【LeetCode】239. Sliding Window Maximum 滑动窗口最大值(Hard)(JAVA)
题目地址: https://leetcode.com/problems/sliding-window-maximum/
题目描述:
You are given an array of integers nums, there is a sliding window of size k which is moving from the very left of the array to the very right. You can only see the k numbers in the window. Each time the sliding window moves right by one position.
Return the max sliding window.
Example 1:
Input: nums = [1,3,-1,-3,5,3,6,7], k = 3
Output: [3,3,5,5,6,7]
Explanation:
Window position Max
--------------- -----
[1 3 -1] -3 5 3 6 7 3
1 [3 -1 -3] 5 3 6 7 3
1 3 [-1 -3 5] 3 6 7 5
1 3 -1 [-3 5 3] 6 7 5
1 3 -1 -3 [5 3 6] 7 6
1 3 -1 -3 5 [3 6 7] 7
Example 2:
Input: nums = [1], k = 1
Output: [1]
Example 3:
Input: nums = [1,-1], k = 1
Output: [1,-1]
Example 4:
Input: nums = [9,11], k = 2
Output: [11]
Example 5:
Input: nums = [4,-2], k = 2
Output: [4]
Constraints:
- 1 <= nums.length <= 10^5
- -10^4 <= nums[i] <= 10^4
- 1 <= k <= nums.length
题目大意
给定一个数组 nums,有一个大小为 k 的滑动窗口从数组的最左侧移动到数组的最右侧。你只可以看到在滑动窗口内的 k 个数字。滑动窗口每次只向右移动一位。
返回滑动窗口中的最大值。
进阶:
你能在线性时间复杂度内解决此题吗?
解题方法
- 要时间复杂度是 O(n) 肯定不能使用暴力的方法,暴力的方法时间复杂度为 O(kn)
- 采用双向队列的方式,把最大值存入队列中的最前面,每次存入值前把队列最后把比当前值小的值都去掉了,这样队列里就是按照从大到小排序的了(这里采用 LinkedList )

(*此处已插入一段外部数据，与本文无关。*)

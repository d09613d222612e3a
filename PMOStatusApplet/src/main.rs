//! `pmostatus-applet`: shows what Spotify is playing on an LCD panel.
//!
//! The panel is emulated in the terminal; see [`terminal_lcd`] for the keys.

mod logging;
mod terminal_lcd;

use std::io;
use std::path::PathBuf;
use std::process::ExitCode;
use std::sync::Arc;
use std::time::Duration;

use anyhow::{Context, Result};
use clap::Parser;
use crossterm::execute;
use crossterm::terminal::{LeaveAlternateScreen, disable_raw_mode};
use pmoconfig::{Config, get_config};
use pmolcd::{
    Applet, AppletControl, AppletError, CapabilityFlags, LoggingMediaKeys, SoftButtonDispatcher,
};
use pmospotify::{SpotifyLocalClient, SpotifySettings};
use tracing::{error, info};

use crate::terminal_lcd::TerminalLcd;

const NO_TITLES_ARG: &str = "notitles";

#[derive(Debug, Parser)]
#[command(name = "pmostatus-applet", version, about = "Spotify now-playing applet for LCD panels")]
struct Args {
    /// `notitles` hides track, artist and album names
    mode: Option<String>,

    /// Configuration directory holding config.yaml
    #[arg(long, value_name = "DIR")]
    config: Option<PathBuf>,
}

impl Args {
    fn show_titles(&self, default: bool) -> bool {
        match self.mode.as_deref() {
            Some(NO_TITLES_ARG) => false,
            Some(_) => true,
            None => default,
        }
    }
}

fn main() -> ExitCode {
    std::panic::set_hook(Box::new(|panic_info| {
        let _ = disable_raw_mode();
        let _ = execute!(io::stdout(), LeaveAlternateScreen);
        logging::log_panic(panic_info);
        eprintln!("\npmostatus-applet panicked: {}", panic_info);
    }));

    let args = Args::parse();
    match run(args) {
        Ok(()) => ExitCode::SUCCESS,
        Err(err) => {
            eprintln!("pmostatus-applet: {:#}", err);
            ExitCode::FAILURE
        }
    }
}

fn load_config(args: &Args) -> Result<Arc<Config>> {
    match &args.config {
        Some(dir) => {
            let config = Config::load_config(&dir.to_string_lossy())
                .with_context(|| format!("Cannot load configuration from {}", dir.display()))?;
            Ok(Arc::new(config))
        }
        None => Ok(get_config()),
    }
}

fn spotify_settings(config: &Config) -> SpotifySettings {
    SpotifySettings {
        base_url: config.get_status_base_url(),
        oauth_url: config.get_status_oauth_url(),
        oauth_token: config.get_status_oauth_token(),
        timeout: Duration::from_millis(config.get_status_timeout_ms().max(1)),
    }
}

fn run(args: Args) -> Result<()> {
    let config = load_config(&args)?;
    logging::init_tracing(&config);
    logging::log_startup(&config);

    let source = match SpotifyLocalClient::connect(spotify_settings(&config)) {
        Ok(client) => client,
        Err(err) => {
            let err = AppletError::FatalStartupFailure(err.to_string());
            error!(error = %err, "Cannot reach the Spotify client");
            return Err(err.into());
        }
    };

    let flags = Arc::new(CapabilityFlags::new(args.show_titles(config.get_show_titles())));
    let control = AppletControl::new(Arc::clone(&flags));
    let soft_buttons =
        SoftButtonDispatcher::new(Arc::clone(&flags), Arc::new(LoggingMediaKeys)).into_handler();

    let (manager, events) = TerminalLcd::start(&config.get_applet_name(), control.clone())?;

    let mut applet = Applet::new(source, manager, control.clone(), soft_buttons)
        .with_tick_period(Duration::from_millis(config.get_tick_ms().max(1)));
    let result = applet.run();

    // stops the event thread when the loop ended on its own
    control.terminate();
    drop(applet);
    if events.join().is_err() {
        error!("LCD event thread panicked");
    }

    result?;
    info!("pmostatus-applet stopped");
    Ok(())
}

#[cfg(test)]
mod tests {
    use super::*;

    fn parse(argv: &[&str]) -> Args {
        Args::try_parse_from(argv).unwrap()
    }

    #[test]
    fn test_notitles_hides_titles() {
        assert!(!parse(&["pmostatus-applet", "notitles"]).show_titles(true));
    }

    #[test]
    fn test_other_argument_keeps_titles() {
        assert!(parse(&["pmostatus-applet", "titles"]).show_titles(false));
        assert!(parse(&["pmostatus-applet", "NOTITLES"]).show_titles(false));
    }

    #[test]
    fn test_no_argument_uses_config_default() {
        let args = parse(&["pmostatus-applet"]);
        assert!(args.show_titles(true));
        assert!(!args.show_titles(false));
    }

    #[test]
    fn test_config_dir_option() {
        let args = parse(&["pmostatus-applet", "--config", "/tmp/pmostatus", "notitles"]);
        assert_eq!(args.config, Some(PathBuf::from("/tmp/pmostatus")));
        assert_eq!(args.mode.as_deref(), Some("notitles"));
    }

    #[test]
    fn test_settings_from_embedded_config() {
        let settings = spotify_settings(&Config::embedded());
        assert_eq!(settings.base_url, "http://127.0.0.1:4380");
        assert_eq!(settings.oauth_token, None);
        assert_eq!(settings.timeout, Duration::from_millis(1000));
    }
}
//! Voice I/O: microphone capture, utterance endpointing, speech-to-text,
//! text-to-speech, and speaker playback
//!
//! The speech engines are external collaborators behind the
//! [`Transcriber`] and [`Synthesizer`] traits so the command pipeline is
//! testable with scripted transcripts and a silent sink.

mod capture;
mod endpoint;
mod playback;
mod stt;
mod tts;

pub use capture::{AudioSource, MicCapture, SAMPLE_RATE, input_device_available, samples_to_wav};
pub use endpoint::UtteranceDetector;
pub use playback::{AudioPlayback, AudioSink};
pub use stt::{Transcriber, WhisperStt};
pub use tts::{OpenAiTts, SpeechParams, Synthesizer};
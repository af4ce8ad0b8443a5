use std::process::ExitCode;
use std::sync::Arc;
use std::sync::atomic::{AtomicBool, Ordering};
use std::time::Duration;

use chrono::NaiveDate;
use clap::{Parser, Subcommand};
use tokio::sync::mpsc;
use tracing_subscriber::EnvFilter;

use taskvox::voice::{
    AudioPlayback, AudioSource, MicCapture, OpenAiTts, WhisperStt, input_device_available,
};
use taskvox::{
    CommandHandler, Config, JsonFileStore, Navigation, Priority, SessionState, StateStore,
    TASKS_KEY, TaskDraft, TaskFilter, TaskStore, VoiceSession,
};

/// taskvox - voice-controlled personal task manager
#[derive(Parser)]
#[command(name = "taskvox", version, about)]
struct Cli {
    /// Increase verbosity (-v, -vv, -vvv)
    #[arg(short, long, action = clap::ArgAction::Count)]
    verbose: u8,

    #[command(subcommand)]
    command: Command,
}

#[derive(Subcommand)]
enum Command {
    /// Listen for voice commands
    Listen {
        /// Stop after one command instead of looping
        #[arg(long)]
        once: bool,
    },
    /// Run a typed utterance through the command pipeline (no audio)
    Say {
        /// The utterance, e.g. "add task buy groceries"
        text: String,
    },
    /// Add a task
    Add {
        /// Task title
        title: String,
        /// Optional description
        #[arg(short, long)]
        description: Option<String>,
        /// Priority (high, medium, low)
        #[arg(short, long)]
        priority: Option<Priority>,
        /// Due date (YYYY-MM-DD)
        #[arg(long)]
        due: Option<String>,
    },
    /// List tasks
    List {
        /// Filter by title substring
        #[arg(short, long)]
        search: Option<String>,
        /// Filter by priority (high, medium, low)
        #[arg(short, long)]
        priority: Option<Priority>,
    },
    /// Mark a task completed (or pending again)
    Complete {
        /// Task id (see `list`)
        id: u64,
    },
    /// Delete a task
    Delete {
        /// Task id (see `list`)
        id: u64,
    },
    /// Test microphone input
    TestMic {
        /// Duration in seconds
        #[arg(short, long, default_value = "5")]
        duration: u64,
    },
}

#[tokio::main]
async fn main() -> ExitCode {
    let cli = Cli::parse();

    // Set up logging based on verbosity
    let filter = match cli.verbose {
        0 => "warn,taskvox=info",
        1 => "info,taskvox=debug",
        2 => "debug",
        _ => "trace",
    };

    tracing_subscriber::fmt()
        .with_env_filter(EnvFilter::new(filter))
        .init();

    match run(cli).await {
        Ok(()) => ExitCode::SUCCESS,
        Err(e) => {
            tracing::error!("fatal: {e}");
            ExitCode::FAILURE
        }
    }
}

#[allow(clippy::future_not_send)]
async fn run(cli: Cli) -> anyhow::Result<()> {
    let config = Config::load();
    let mut store = open_store(&config)?;

    match cli.command {
        Command::Listen { once } => listen(config, store, once).await,
        Command::Say { text } => {
            let mut handler = CommandHandler::new(store);
            let outcome = handler.handle(&text);
            if !outcome.response.is_empty() {
                println!("{}", outcome.response);
            }
            render_navigation(outcome.navigation, handler.store());
            Ok(())
        }
        Command::Add {
            title,
            description,
            priority,
            due,
        } => {
            let due_date = due
                .map(|d| NaiveDate::parse_from_str(&d, "%Y-%m-%d"))
                .transpose()
                .map_err(|e| anyhow::anyhow!("invalid due date: {e}"))?;
            let task = store.add(TaskDraft {
                title,
                description,
                priority,
                due_date,
            })?;
            println!("Added task {} ({})", task.id, task.title);
            Ok(())
        }
        Command::List { search, priority } => {
            print_tasks(&store.list(&TaskFilter { search, priority }));
            Ok(())
        }
        Command::Complete { id } => {
            let task = store.toggle_status(id)?;
            println!("Task {} is now {}", task.id, task.status);
            Ok(())
        }
        Command::Delete { id } => {
            store.delete(id)?;
            println!("Deleted task {id}");
            Ok(())
        }
        Command::TestMic { duration } => test_mic(duration).await,
    }
}

/// Open the persisted task store, seeding starter tasks on first run
///
/// A store the user has emptied is not reseeded; only the absence of
/// any persisted state counts as a first run.
fn open_store(config: &Config) -> anyhow::Result<TaskStore> {
    let persist = JsonFileStore::new(&config.data_dir)?;
    let first_run = persist.load(TASKS_KEY)?.is_none();
    let mut store = TaskStore::with_persistence(Box::new(persist))?;
    if first_run {
        store.seed_defaults()?;
    }
    Ok(store)
}

/// Run voice listening cycles until interrupted
#[allow(clippy::future_not_send)]
async fn listen(config: Config, store: TaskStore, once: bool) -> anyhow::Result<()> {
    if !config.voice.enabled {
        anyhow::bail!("voice is disabled (TASKVOX_DISABLE_VOICE)");
    }
    let api_key = config
        .voice
        .openai_api_key
        .clone()
        .ok_or_else(|| anyhow::anyhow!("OPENAI_API_KEY required for voice commands"))?;

    let transcriber = WhisperStt::new(api_key.clone(), config.voice.stt_model.clone())?;
    let synthesizer = OpenAiTts::new(
        api_key,
        config.voice.tts_voice.clone(),
        config.voice.tts_model.clone(),
        config.voice.speech,
    )?;
    let playback = AudioPlayback::new(config.voice.speech.volume)?;

    let mut session = VoiceSession::new(
        CommandHandler::new(store),
        Box::new(MicCapture::new()),
        Box::new(playback),
        Box::new(transcriber),
        Box::new(synthesizer),
    );

    // Ctrl-C cancels the in-flight listening cycle and stops the loop
    let (cancel_tx, mut cancel_rx) = mpsc::channel(1);
    let stop = Arc::new(AtomicBool::new(false));
    {
        let stop = Arc::clone(&stop);
        tokio::spawn(async move {
            while tokio::signal::ctrl_c().await.is_ok() {
                stop.store(true, Ordering::SeqCst);
                if cancel_tx.send(()).await.is_err() {
                    break;
                }
            }
        });
    }

    println!("Listening for commands. Say \"help\" for examples, Ctrl-C to stop.");

    loop {
        let outcome = session.listen_once(&mut cancel_rx).await?;

        if let Some(outcome) = outcome {
            if !outcome.response.is_empty() {
                println!("{}", outcome.response);
            }
            render_navigation(outcome.navigation, session.handler().store());
        } else if let SessionState::Error(message) = session.state() {
            eprintln!("{message}");
            // No microphone means the voice entry point stays unusable
            if !input_device_available() {
                break;
            }
        }

        if once || stop.load(Ordering::SeqCst) {
            break;
        }
    }

    Ok(())
}

/// Act on a navigation signal the way the rendering layer would
fn render_navigation(navigation: Option<Navigation>, store: &TaskStore) {
    match navigation {
        Some(Navigation::Home) => print_tasks(&store.list(&TaskFilter::default())),
        Some(Navigation::Create) => {
            println!("(say \"add task <title>\" or run `taskvox add <title>`)");
        }
        None => {}
    }
}

fn print_tasks(tasks: &[taskvox::Task]) {
    if tasks.is_empty() {
        println!("No tasks.");
        return;
    }
    for task in tasks {
        let done = match task.status {
            taskvox::Status::Completed => "x",
            taskvox::Status::Pending => " ",
        };
        let due = task
            .due_date
            .map_or_else(String::new, |d| format!("  due {d}"));
        let priority = task.priority.to_string();
        println!("[{done}] #{:<4} {priority:<8} {}{due}", task.id, task.title);
    }
}

/// Test microphone input with a level meter
async fn test_mic(duration: u64) -> anyhow::Result<()> {
    println!("Testing microphone for {duration} seconds...");
    println!("Speak into your microphone!\n");

    let mut capture = MicCapture::new();
    capture.start()?;

    for i in 0..duration {
        tokio::time::sleep(Duration::from_secs(1)).await;

        let samples = capture.take_chunk();
        let energy = rms(&samples);
        let peak = samples.iter().map(|s| s.abs()).fold(0.0f32, f32::max);

        #[allow(clippy::cast_possible_truncation, clippy::cast_sign_loss)]
        let meter_len = (energy * 100.0).min(50.0) as usize;
        let meter: String = "#".repeat(meter_len) + &" ".repeat(50 - meter_len);

        println!("[{:2}s] RMS: {energy:.4} | Peak: {peak:.4} | [{meter}]", i + 1);
    }

    capture.stop();

    println!("\nIf you saw movement in the meter, your mic is working.");
    Ok(())
}

#[allow(clippy::cast_precision_loss)]
fn rms(samples: &[f32]) -> f32 {
    if samples.is_empty() {
        return 0.0;
    }
    let sum_squares: f32 = samples.iter().map(|s| s * s).sum();
    (sum_squares / samples.len() as f32).sqrt()
}
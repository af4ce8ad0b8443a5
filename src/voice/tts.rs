//! Text-to-speech collaborator
//!
//! Accepts an utterance string and produces audio. Speech parameters are
//! bounded (rate 0.1-10, pitch 0-2, volume 0-1) and default to neutral.

use async_trait::async_trait;

use crate::{Error, Result};

/// Bounded speech rendering parameters
///
/// Values outside the bounds are clamped at construction, so a
/// `SpeechParams` is always valid.
#[derive(Debug, Clone, Copy, PartialEq)]
pub struct SpeechParams {
    /// Speaking rate, 0.1 to 10.0
    pub rate: f32,
    /// Voice pitch, 0.0 to 2.0
    pub pitch: f32,
    /// Output volume, 0.0 to 1.0
    pub volume: f32,
}

impl SpeechParams {
    /// Create parameters, clamping each value into its bound
    #[must_use]
    pub fn new(rate: f32, pitch: f32, volume: f32) -> Self {
        Self {
            rate: rate.clamp(0.1, 10.0),
            pitch: pitch.clamp(0.0, 2.0),
            volume: volume.clamp(0.0, 1.0),
        }
    }
}

impl Default for SpeechParams {
    /// Neutral values: rate 1.0, pitch 1.0, volume 1.0
    fn default() -> Self {
        Self {
            rate: 1.0,
            pitch: 1.0,
            volume: 1.0,
        }
    }
}

/// Renders text to audio bytes
#[async_trait]
pub trait Synthesizer: Send + Sync {
    /// Synthesize speech for `text`
    ///
    /// # Returns
    ///
    /// Audio bytes (MP3 format)
    ///
    /// # Errors
    ///
    /// Returns an error if synthesis fails.
    async fn synthesize(&self, text: &str) -> Result<Vec<u8>>;
}

/// OpenAI-style HTTP text-to-speech
pub struct OpenAiTts {
    client: reqwest::Client,
    api_key: String,
    voice: String,
    model: String,
    params: SpeechParams,
}

impl OpenAiTts {
    /// Create a TTS instance
    ///
    /// # Errors
    ///
    /// Returns an error if the API key is missing.
    pub fn new(api_key: String, voice: String, model: String, params: SpeechParams) -> Result<Self> {
        if api_key.is_empty() {
            return Err(Error::Config("OpenAI API key required for TTS".to_string()));
        }

        Ok(Self {
            client: reqwest::Client::new(),
            api_key,
            voice,
            model,
            params,
        })
    }
}

#[async_trait]
impl Synthesizer for OpenAiTts {
    async fn synthesize(&self, text: &str) -> Result<Vec<u8>> {
        #[derive(serde::Serialize)]
        struct TtsRequest<'a> {
            model: &'a str,
            input: &'a str,
            voice: &'a str,
            speed: f32,
        }

        // The API supports a narrower speed range than the parameter bound
        let request = TtsRequest {
            model: &self.model,
            input: text,
            voice: &self.voice,
            speed: self.params.rate.clamp(0.25, 4.0),
        };

        let response = self
            .client
            .post("https://api.openai.com/v1/audio/speech")
            .header("Authorization", format!("Bearer {}", self.api_key))
            .json(&request)
            .send()
            .await?;

        let status = response.status();
        if !status.is_success() {
            let body = response.text().await.unwrap_or_default();
            return Err(Error::Tts(format!("TTS API error {status}: {body}")));
        }

        let audio = response.bytes().await?;
        tracing::debug!(bytes = audio.len(), "speech synthesized");
        Ok(audio.to_vec())
    }
}

#[cfg(test)]
mod tests {
    use super::*;

    #[test]
    fn params_default_to_neutral() {
        let params = SpeechParams::default();
        assert_eq!(params, SpeechParams::new(1.0, 1.0, 1.0));
    }

    #[test]
    fn params_clamp_to_bounds() {
        let params = SpeechParams::new(50.0, -1.0, 3.0);
        assert_eq!(params.rate, 10.0);
        assert_eq!(params.pitch, 0.0);
        assert_eq!(params.volume, 1.0);
    }

    #[test]
    fn empty_api_key_is_rejected() {
        assert!(matches!(
            OpenAiTts::new(
                String::new(),
                "alloy".to_string(),
                "tts-1".to_string(),
                SpeechParams::default()
            ),
            Err(Error::Config(_))
        ));
    }
}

- 窗口滑动的时候,需要上一个窗口最前面的值去掉,如果去掉的值刚好是队列最前面的值,也就是最大值,也需要把队列前面的值去掉,然后取到队列最前面的值的就是当前窗口的最大值了
class Solution {
public int[] maxSlidingWindow(int[] nums, int k) {
if (k == 1) return nums;
int[] res = new int[nums.length - k + 1];
LinkedList<Integer> list = new LinkedList<>();
for (int i = 0; i < nums.length; i++) {
if (i >= k && nums[i - k] == list.get(0)) list.removeFirst();
while (list.size() > 0 && list.getLast() < nums[i]) {
list.removeLast();
}
list.add(nums[i]);
if (i >= k - 1) res[i - k + 1] = list.get(0);
}
return res;
}
}
执行耗时:34 ms,击败了57.94% 的Java用户
内存消耗:50 MB,击败了72.20% 的Java用户